La sympathie du satirique est acquise aux victimes de ces grands criminels, aux pauvres gens qui ont si souvent pâti, au moyen âge, des crimes des grands. Il les console, comme le ferait un prédicateur : « Comme l’argent s’affine dans le feu ardent, ainsi s’affine et s’améliore le bon pauvre qui garde sa patience au milieu des durs travaux ; quant au mauvais riche, plus il cherche son bien-être, plus il gagne de douleur, de peine et de chagrin[2]. »

Notre troubadour a exposé une fois sous une forme originale sa conception du monde ; voici le récit qu’il a imaginé.

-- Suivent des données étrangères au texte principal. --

/// Compute a revised waypoint list, or `None` when the original is fine.
pub fn adjust_path(
    request: &AdjustPathRequest,
    config: &EngineConfig,
) -> PathfinderResult<Option<AdjustedPath>> {
    config.validate()?;
    request.validate()?;

    if !request.has_obstacles() {
        debug!("no obstacles supplied, nothing to adjust");
        return Ok(None);
    }
    if request.waypoints.len() < 2 {
        debug!(waypoints = request.waypoints.len(), "fewer than two waypoints");
        return Ok(None);
    }

    let deadline = Deadline::start(config.max_process_time);
    let frame = LocalFrame::new(request.waypoints[0].location);
    let points: Vec<Point> = request
        .waypoints
        .iter()
        .map(|wp| frame.to_point(&wp.location))
        .collect();

    let speed_mps = request
        .telemetry
        .known_speed()
        .unwrap_or(config.default_cruise_speed_mps);
    let vehicle = frame.to_point(&request.telemetry.location);
    let eta_s = distance(&vehicle, &points[0]) / speed_mps;
    let flyzones = FlyzoneMap::from_locations(&frame, &request.options.flyzones)?;
    let mission = Mission {
        config,
        request,
        frame,
        points,
        flyzones,
        speed_mps,
        eta_s,
    };

    let mut allowance = config.detour_time_allowance;
    let mut widenings = 0;
    let outcomes = loop {
        match mission.plan(allowance, &deadline)? {
            MissionOutcome::Planned(outcomes) => break outcomes,
            MissionOutcome::NeedsMoreTime { segment } if widenings < MAX_TIME_WIDENINGS => {
                widenings += 1;
                allowance *= 2.0;
                info!(segment, allowance, "detour exceeds its time budget, widening allowance");
            }
            MissionOutcome::NeedsMoreTime { segment } => {
                let err = PathfinderError::infeasible(
                    segment,
                    format!("no detour fits within {allowance} times the straight-line flight time"),
                );
                warn!(kind = err.kind(), error = %err, "path adjustment failed");
                return Err(err);
            }
        }
    };

    let mut stats = AdjustStats {
        segments_evaluated: outcomes.len(),
        time_widenings: widenings,
        ..AdjustStats::default()
    };
    for detour in outcomes.iter().filter_map(SegmentOutcome::detour) {
        stats.segments_detoured += 1;
        stats.best_effort_segments += usize::from(detour.best_effort);
        stats.graph_nodes += detour.graph_nodes;
        stats.graph_edges += detour.graph_edges;
        stats.states_expanded += detour.expanded;
    }
    stats.elapsed_ms = u64::try_from(deadline.elapsed().as_millis()).unwrap_or(u64::MAX);

    if stats.segments_detoured == 0 {
        info!(
            segments = stats.segments_evaluated,
            elapsed_ms = stats.elapsed_ms,
            "all segments clear"
        );
        return Ok(None);
    }

    let waypoints = stitch(&mission.frame, &request.waypoints, &mission.points, &outcomes, config);
    info!(
        segments = stats.segments_evaluated,
        detoured = stats.segments_detoured,
        best_effort = stats.best_effort_segments,
        widenings,
        waypoints = waypoints.len(),
        elapsed_ms = stats.elapsed_ms,
        "path adjusted"
    );
    Ok(Some(AdjustedPath { waypoints, stats }))
}
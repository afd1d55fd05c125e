//! Error types for path adjustment.

use thiserror::Error;

/// Ways an adjustment call can fail.
#[derive(Error, Debug, Clone, PartialEq)]
pub enum PathfinderError {
    /// Malformed request or configuration; nothing was computed.
    #[error("Invalid input: {reason}")]
    InvalidInput { reason: String },

    /// No obstacle-free, turn-feasible path exists for a segment.
    #[error("No feasible path for segment {segment}: {reason}")]
    Infeasible { segment: usize, reason: String },

    /// The process-time budget ran out before a segment had any feasible path.
    #[error("Deadline exceeded on segment {segment} ({completed} segments resolved)")]
    DeadlineExceeded { segment: usize, completed: usize },

    /// The background planning task failed to run to completion.
    #[error("Planner worker failed: {reason}")]
    Worker { reason: String },
}

impl PathfinderError {
    pub fn invalid(reason: impl Into<String>) -> Self {
        PathfinderError::InvalidInput {
            reason: reason.into(),
        }
    }

    pub fn infeasible(segment: usize, reason: impl Into<String>) -> Self {
        PathfinderError::Infeasible {
            segment,
            reason: reason.into(),
        }
    }

    /// Stable label for logs and metrics.
    pub fn kind(&self) -> &'static str {
        match self {
            PathfinderError::InvalidInput { .. } => "invalid_input",
            PathfinderError::Infeasible { .. } => "infeasible",
            PathfinderError::DeadlineExceeded { .. } => "deadline_exceeded",
            PathfinderError::Worker { .. } => "worker",
        }
    }
}

pub type PathfinderResult<T> = Result<T, PathfinderError>;

#[cfg(test)]
mod tests {
    use super::*;

    #[test]
    fn messages_carry_context() {
        let err = PathfinderError::infeasible(3, "obstacle encircles the route");
        assert_eq!(
            err.to_string(),
            "No feasible path for segment 3: obstacle encircles the route"
        );
        assert_eq!(err.kind(), "infeasible");

        let err = PathfinderError::DeadlineExceeded {
            segment: 1,
            completed: 0,
        };
        assert!(err.to_string().contains("segment 1"));
        assert_eq!(err.kind(), "deadline_exceeded");
    }
}
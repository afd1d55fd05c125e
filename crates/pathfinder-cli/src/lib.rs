//! Host-side tooling for the path adjustment engine.
//!
//! - adjust_path: run one adjustment on a JSON request and print the result

pub mod config;

pub use config::Config;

Il existait une cité, je ne sais où ; il y tomba une pluie de telle nature que tous ceux qui en furent atteints devinrent fous : tous, à l’exception d’un seul… il se trouvait dans sa maison et dormait quand la pluie tombait. Quand la pluie eut cessé, il se leva et vint parmi le public ; il vit faire toutes sortes de folies : l’un lançait des pierres, l’autre des bâtons, l’autre déchirait son manteau ; celui-ci frappe son voisin, celui-là pense être roi, l’autre saute à travers les bancs… Celui qui avait son bon sens fut fort étonné de ce spectacle, mais les autres manifestaient encore plus d’étonnement ; ils pensent qu’il a perdu son bon sens, car ils ne lui voient pas faire ce qu’ils font ; il leur semble que ce sont eux qui sont sage et sensés et que c’est lui le fou[3].

Bref ils lui tombent dessus à bras raccourcis et il s’enfuit à demi mort. C’est l’image du monde, dit

  1. Parn. occit., 313.
  2. Ibid., 312.
  3. Ibid., 321.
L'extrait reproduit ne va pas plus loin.